8. The PEEK extruder bar length testing device of claim 5, wherein: the precision measurement assembly comprises a plurality of measurement grooves (52) arranged on one limiting rod (38), the measurement grooves (52) are connected with a pointer groove (53) in a matched mode, the pointer groove (53) is connected with an auxiliary U block (54), one end of the auxiliary U block (54) is fixedly connected with the limiting block (37), and the other end of the auxiliary U block is slidably connected with the limiting rod (38).

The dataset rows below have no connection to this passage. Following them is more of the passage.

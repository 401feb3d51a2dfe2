//! Metric names and the Prometheus recorder behind `/metrics`.

use metrics::describe_counter;
use metrics_exporter_prometheus::{BuildError, PrometheusBuilder, PrometheusHandle};
use once_cell::sync::OnceCell;

pub const POSTS_CREATED: &str = "posts_created_total";
pub const COMMENTS_CREATED: &str = "comments_created_total";
pub const LIKES: &str = "likes_total";
pub const NOTIFICATIONS_CREATED: &str = "notifications_created_total";

static HANDLE: OnceCell<PrometheusHandle> = OnceCell::new();

/// Installs the global recorder on first call; later calls return the same handle.
pub fn install() -> Result<&'static PrometheusHandle, BuildError> {
    HANDLE.get_or_try_init(|| {
        let handle = PrometheusBuilder::new().install_recorder()?;
        describe_counter!(POSTS_CREATED, "Posts created.");
        describe_counter!(COMMENTS_CREATED, "Comments and replies created.");
        describe_counter!(LIKES, "Likes recorded on posts, comments and replies.");
        describe_counter!(NOTIFICATIONS_CREATED, "Notifications delivered to users.");
        Ok(handle)
    })
}

/// Prometheus text exposition; empty until [`install`] has run.
pub fn render() -> String {
    HANDLE.get().map(PrometheusHandle::render).unwrap_or_default()
}

pub fn post_created() {
    metrics::counter!(POSTS_CREATED).increment(1);
}

pub fn comment_created() {
    metrics::counter!(COMMENTS_CREATED).increment(1);
}

pub fn like_recorded(target: &'static str) {
    metrics::counter!(LIKES, "target" => target).increment(1);
}

pub fn notification_created(kind: &'static str) {
    metrics::counter!(NOTIFICATIONS_CREATED, "kind" => kind).increment(1);
}
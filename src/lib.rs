pub mod auth;
pub mod config;
pub mod error;
pub mod models;
pub mod notify;
pub mod openapi;
pub mod rate_limit; // in-memory rate limiting
pub mod repo;
pub mod routes;
pub mod security;
pub mod slug;
pub mod storage; // uploaded media on disk
pub mod telemetry;

// Re-export commonly used items for tests / external users
pub use routes::{config, AppState};
pub use security::SecurityHeaders;
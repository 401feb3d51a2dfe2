use actix_web::{web, HttpResponse};
use serde::{Deserialize, Serialize};
use utoipa::{IntoParams, ToSchema};

use super::{AppState, MessageResponse};
use crate::auth::Auth;
use crate::error::ApiError;
use crate::models::{Id, Notification, NotificationView, Reaction};

const MAX_REACTION_LEN: usize = 32;

#[derive(Debug, Deserialize, IntoParams)]
pub struct NotificationQuery {
    /// Optional; when present it must be the caller's id.
    pub user_id: Option<Id>,
}

#[derive(Debug, Serialize, Deserialize, ToSchema)]
pub struct UnreadCount {
    pub count: i64,
}

#[derive(Debug, Serialize, Deserialize, ToSchema)]
pub struct MarkedRead {
    pub updated: u64,
}

#[derive(Debug, Deserialize, ToSchema)]
pub struct ReactionBody {
    /// Free-form reaction such as `like`, `dislike` or an emoji.
    #[serde(rename = "type", default)]
    pub kind: String,
}

#[utoipa::path(
    get,
    path = "/notifications",
    params(NotificationQuery),
    responses(
        (status = 200, description = "Caller's notifications, newest first", body = [NotificationView]),
        (status = 401, description = "Unauthorized"),
        (status = 403, description = "user_id names someone else")
    )
)]
pub async fn list_notifications(
    auth: Auth,
    data: web::Data<AppState>,
    query: web::Query<NotificationQuery>,
) -> Result<HttpResponse, ApiError> {
    let user_id = auth.ensure_self(query.user_id)?;
    let items = data.repo.list_notifications(user_id).await?;
    Ok(HttpResponse::Ok().json(items))
}

#[utoipa::path(
    get,
    path = "/notifications/unread-count",
    responses(
        (status = 200, description = "Unread notifications", body = UnreadCount),
        (status = 401, description = "Unauthorized")
    )
)]
pub async fn unread_count(auth: Auth, data: web::Data<AppState>) -> Result<HttpResponse, ApiError> {
    let count = data.repo.unread_count(auth.user_id()).await?;
    Ok(HttpResponse::Ok().json(UnreadCount { count }))
}

#[utoipa::path(
    post,
    path = "/notifications/{id}/read",
    params(("id" = Id, Path, description = "Notification id")),
    responses(
        (status = 200, description = "Marked read", body = Notification),
        (status = 404, description = "No such notification for the caller")
    )
)]
pub async fn mark_read(auth: Auth, data: web::Data<AppState>, path: web::Path<Id>) -> Result<HttpResponse, ApiError> {
    let n = data.repo.mark_read(auth.user_id(), path.into_inner()).await?;
    Ok(HttpResponse::Ok().json(n))
}

#[utoipa::path(
    post,
    path = "/notifications/read-all",
    responses(
        (status = 200, description = "Number of notifications marked read", body = MarkedRead),
        (status = 401, description = "Unauthorized")
    )
)]
pub async fn mark_all_read(auth: Auth, data: web::Data<AppState>) -> Result<HttpResponse, ApiError> {
    let updated = data.repo.mark_all_read(auth.user_id()).await?;
    tracing::debug!(user_id = auth.user_id(), updated, "notifications marked read");
    Ok(HttpResponse::Ok().json(MarkedRead { updated }))
}

#[utoipa::path(
    post,
    path = "/notifications/{id}/reaction",
    params(("id" = Id, Path, description = "Notification id")),
    request_body = ReactionBody,
    responses(
        (status = 200, description = "Reaction stored", body = MessageResponse),
        (status = 400, description = "Missing or oversized reaction type"),
        (status = 401, description = "Unauthorized"),
        (status = 404, description = "No such notification for the caller")
    )
)]
pub async fn react(
    auth: Auth,
    data: web::Data<AppState>,
    path: web::Path<Id>,
    body: web::Json<ReactionBody>,
) -> Result<HttpResponse, ApiError> {
    let kind = body.into_inner().kind.trim().to_string();
    if kind.is_empty() || kind.chars().count() > MAX_REACTION_LEN {
        return Err(ApiError::bad_request(format!("type must be 1 to {MAX_REACTION_LEN} characters")));
    }
    let reaction = data.repo.react(auth.user_id(), path.into_inner(), kind).await?;
    tracing::info!(notification_id = reaction.notification_id, user_id = reaction.user_id, kind = %reaction.kind, "notification reaction");
    Ok(HttpResponse::Ok().json(MessageResponse::new("reaction added successfully")))
}

#[utoipa::path(
    get,
    path = "/notifications/{id}/reactions",
    params(("id" = Id, Path, description = "Notification id")),
    responses(
        (status = 200, description = "Reactions, oldest first", body = [Reaction]),
        (status = 401, description = "Unauthorized"),
        (status = 404, description = "No such notification for the caller")
    )
)]
pub async fn list_reactions(auth: Auth, data: web::Data<AppState>, path: web::Path<Id>) -> Result<HttpResponse, ApiError> {
    let items = data.repo.list_reactions(auth.user_id(), path.into_inner()).await?;
    Ok(HttpResponse::Ok().json(items))
}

9. The PEEK extruder bar length sensing device of claim 6, wherein: the auxiliary stopping unit comprises a plurality of stopping grooves (55) arranged on the blocking square plate (39), the stopping grooves (55) are connected with stopping square rods (56), movable double blocks (57) are fixedly arranged on the stopping square rods (56), the movable double blocks (57) are slidably connected with movable rods (58), and two ends of the movable rods (58) are fixedly connected with movable bases (59) fixedly arranged on the auxiliary square cylinders (4) and the linkage square cylinders (3); the movable rod (58) is sleeved with a movable spring (60), one end of the movable spring (60) is fixedly connected with the movable base (59), and the other end of the movable spring is fixedly connected with the movable double block (57).

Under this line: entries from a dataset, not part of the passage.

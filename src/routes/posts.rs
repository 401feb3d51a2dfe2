use actix_multipart::Multipart;
use actix_web::{web, HttpRequest, HttpResponse};
use serde::{Deserialize, Serialize};
use serde_json::value::RawValue;
use utoipa::{IntoParams, ToSchema};

use super::form::{discard, store_files, MultipartForm};
use super::{enforce_rate, AppState, MessageResponse};
use crate::auth::Auth;
use crate::error::ApiError;
use crate::models::{Id, NewImage, NewMap, NewPost, NewVideo, PostDetail, PostFilter, PostView, UpdatePost};
use crate::rate_limit::RateLimiterFacade;
use crate::storage::{key_from_url, public_url, IMAGES};
use crate::telemetry;

#[derive(Debug, Deserialize, IntoParams)]
pub struct SearchQuery {
    pub search: Option<String>,
    pub tag: Option<String>,
}

#[derive(Debug, Serialize, Deserialize, ToSchema)]
pub struct SaveStatus {
    pub post_id: Id,
    #[serde(rename = "isSaved")]
    pub is_saved: bool,
}

fn views(details: Vec<PostDetail>) -> Vec<PostView> {
    details.into_iter().map(PostView::from).collect()
}

fn non_empty(v: Option<String>) -> Option<String> {
    v.map(|s| s.trim().to_string()).filter(|s| !s.is_empty())
}

#[utoipa::path(
    get,
    path = "/posts",
    responses((status = 200, description = "All posts, newest first", body = [PostView]))
)]
pub async fn list_posts(data: web::Data<AppState>) -> Result<HttpResponse, ApiError> {
    let posts = data.repo.list_posts(PostFilter::default()).await?;
    Ok(HttpResponse::Ok().json(views(posts)))
}

#[utoipa::path(
    get,
    path = "/search",
    params(SearchQuery),
    responses((status = 200, description = "Matching posts, possibly empty", body = [PostView]))
)]
pub async fn search(data: web::Data<AppState>, query: web::Query<SearchQuery>) -> Result<HttpResponse, ApiError> {
    let q = query.into_inner();
    let filter = PostFilter { author_id: None, search: non_empty(q.search), tag: non_empty(q.tag) };
    let posts = data.repo.list_posts(filter).await?;
    Ok(HttpResponse::Ok().json(views(posts)))
}

#[utoipa::path(
    get,
    path = "/posts/myblogs",
    responses(
        (status = 200, description = "Caller's posts", body = [PostView]),
        (status = 401, description = "Unauthorized")
    )
)]
pub async fn my_posts(auth: Auth, data: web::Data<AppState>) -> Result<HttpResponse, ApiError> {
    let filter = PostFilter { author_id: Some(auth.user_id()), ..PostFilter::default() };
    let posts = data.repo.list_posts(filter).await?;
    Ok(HttpResponse::Ok().json(views(posts)))
}

#[utoipa::path(
    get,
    path = "/posts/{id}",
    params(("id" = Id, Path, description = "Post id")),
    responses(
        (status = 200, description = "Post", body = PostView),
        (status = 404, description = "Post not found")
    )
)]
pub async fn get_post(data: web::Data<AppState>, path: web::Path<Id>) -> Result<HttpResponse, ApiError> {
    let post = data.repo.get_post(path.into_inner()).await?;
    Ok(HttpResponse::Ok().json(PostView::from(post)))
}

/// Multipart create: `title`, `description`, JSON-encoded `tags`, `maps`,
/// `videos`, `tables`, plus any number of `images` file parts.
#[utoipa::path(
    post,
    path = "/posts/create",
    responses(
        (status = 201, description = "Post created", body = PostView),
        (status = 400, description = "Missing title or malformed JSON field"),
        (status = 401, description = "Unauthorized"),
        (status = 413, description = "Payload too large"),
        (status = 429, description = "Rate limited")
    )
)]
pub async fn create_post(
    req: HttpRequest,
    auth: Auth,
    data: web::Data<AppState>,
    payload: Multipart,
) -> Result<HttpResponse, ApiError> {
    enforce_rate(&data, &req, RateLimiterFacade::allow_post)?;
    let form = MultipartForm::read(payload, data.max_upload_bytes).await?;
    let title = form.non_blank("title").ok_or_else(|| ApiError::bad_request("title is required"))?;
    let tags: Vec<String> = form.json_list("tags")?;
    let maps: Vec<NewMap> = form.json_list("maps")?;
    let videos: Vec<NewVideo> = form.json_list("videos")?;
    let tables: Vec<Box<RawValue>> = form.json_list("tables")?;

    let stored = store_files(data.media.as_ref(), IMAGES, form.files_named("images")).await?;
    let new = NewPost {
        title,
        description: form.text("description").unwrap_or_default().to_string(),
        author_id: auth.user_id(),
        tags,
        images: stored.iter().map(|k| NewImage { url: public_url(k), alt_text: String::new() }).collect(),
        maps,
        videos,
        tables,
    };
    match data.repo.create_post(new).await {
        Ok(detail) => {
            telemetry::post_created();
            tracing::info!(post_id = detail.post.id, slug = %detail.post.slug, author_id = auth.user_id(), "post created");
            Ok(HttpResponse::Created().json(PostView::from(detail)))
        }
        Err(e) => {
            discard(data.media.as_ref(), &stored).await;
            Err(e.into())
        }
    }
}

#[utoipa::path(
    put,
    path = "/posts/{id}",
    request_body = UpdatePost,
    params(("id" = Id, Path, description = "Post id")),
    responses(
        (status = 200, description = "Post updated", body = PostView),
        (status = 403, description = "Not the author"),
        (status = 404, description = "Post not found")
    )
)]
pub async fn update_post(
    auth: Auth,
    data: web::Data<AppState>,
    path: web::Path<Id>,
    payload: web::Json<UpdatePost>,
) -> Result<HttpResponse, ApiError> {
    let mut upd = payload.into_inner();
    if let Some(ref title) = upd.title {
        if title.trim().is_empty() {
            return Err(ApiError::bad_request("title must not be empty"));
        }
        upd.title = Some(title.trim().to_string());
    }
    let post = data.repo.update_post(path.into_inner(), auth.user_id(), upd).await?;
    Ok(HttpResponse::Ok().json(PostView::from(post)))
}

#[utoipa::path(
    delete,
    path = "/posts/{id}",
    params(("id" = Id, Path, description = "Post id")),
    responses(
        (status = 200, description = "Post deleted", body = MessageResponse),
        (status = 403, description = "Not the author"),
        (status = 404, description = "Post not found")
    )
)]
pub async fn delete_post(auth: Auth, data: web::Data<AppState>, path: web::Path<Id>) -> Result<HttpResponse, ApiError> {
    let id = path.into_inner();
    let removed = data.repo.delete_post(id, auth.user_id()).await?;
    let keys: Vec<String> = removed.iter().filter_map(|img| key_from_url(&img.url)).map(str::to_string).collect();
    discard(data.media.as_ref(), &keys).await;
    tracing::info!(post_id = id, images = keys.len(), "post deleted");
    Ok(HttpResponse::Ok().json(MessageResponse::new("post deleted")))
}

#[utoipa::path(
    post,
    path = "/posts/{id}/save",
    params(("id" = Id, Path, description = "Post id")),
    responses(
        (status = 201, description = "Saved", body = MessageResponse),
        (status = 404, description = "Post not found"),
        (status = 409, description = "Already saved")
    )
)]
pub async fn save_post(auth: Auth, data: web::Data<AppState>, path: web::Path<Id>) -> Result<HttpResponse, ApiError> {
    data.repo.save_post(auth.user_id(), path.into_inner()).await?;
    Ok(HttpResponse::Created().json(MessageResponse::new("post saved")))
}

#[utoipa::path(
    delete,
    path = "/posts/{id}/save",
    params(("id" = Id, Path, description = "Post id")),
    responses(
        (status = 200, description = "Unsaved", body = MessageResponse),
        (status = 404, description = "Post was not saved")
    )
)]
pub async fn unsave_post(auth: Auth, data: web::Data<AppState>, path: web::Path<Id>) -> Result<HttpResponse, ApiError> {
    data.repo.unsave_post(auth.user_id(), path.into_inner()).await?;
    Ok(HttpResponse::Ok().json(MessageResponse::new("post unsaved")))
}

#[utoipa::path(
    get,
    path = "/posts/{id}/save-status",
    params(("id" = Id, Path, description = "Post id")),
    responses(
        (status = 200, description = "Whether the caller saved the post", body = SaveStatus),
        (status = 404, description = "Post not found")
    )
)]
pub async fn save_status(auth: Auth, data: web::Data<AppState>, path: web::Path<Id>) -> Result<HttpResponse, ApiError> {
    let post_id = path.into_inner();
    let is_saved = data.repo.is_saved(auth.user_id(), post_id).await?;
    Ok(HttpResponse::Ok().json(SaveStatus { post_id, is_saved }))
}

#[utoipa::path(
    get,
    path = "/posts/saved-blogs",
    responses(
        (status = 200, description = "Caller's saved posts", body = [PostView]),
        (status = 401, description = "Unauthorized")
    )
)]
pub async fn saved_posts(auth: Auth, data: web::Data<AppState>) -> Result<HttpResponse, ApiError> {
    let posts = data.repo.list_saved_posts(auth.user_id()).await?;
    Ok(HttpResponse::Ok().json(views(posts)))
}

10. The PEEK extruder bar length detection device of claim 2, wherein: the position-moving switching unit comprises a special-shaped long rod (61) arranged on the driving rack (18), the special-shaped long rod (61) is fixedly connected with a cutting scraper (62), a guide plate (63) is arranged on the cutting scraper (62), a guide rod (64) is fixedly arranged on the guide plate (63), and the guide rod (64) is slidably connected with a guide base (65) arranged on the auxiliary square cylinder (4); a heating block (66) is arranged on the cutting scraper (62); the driving rack (18) and the linkage rack (17) are in sliding connection with the linkage guide blocks (67) symmetrically arranged on the auxiliary square cylinder (4).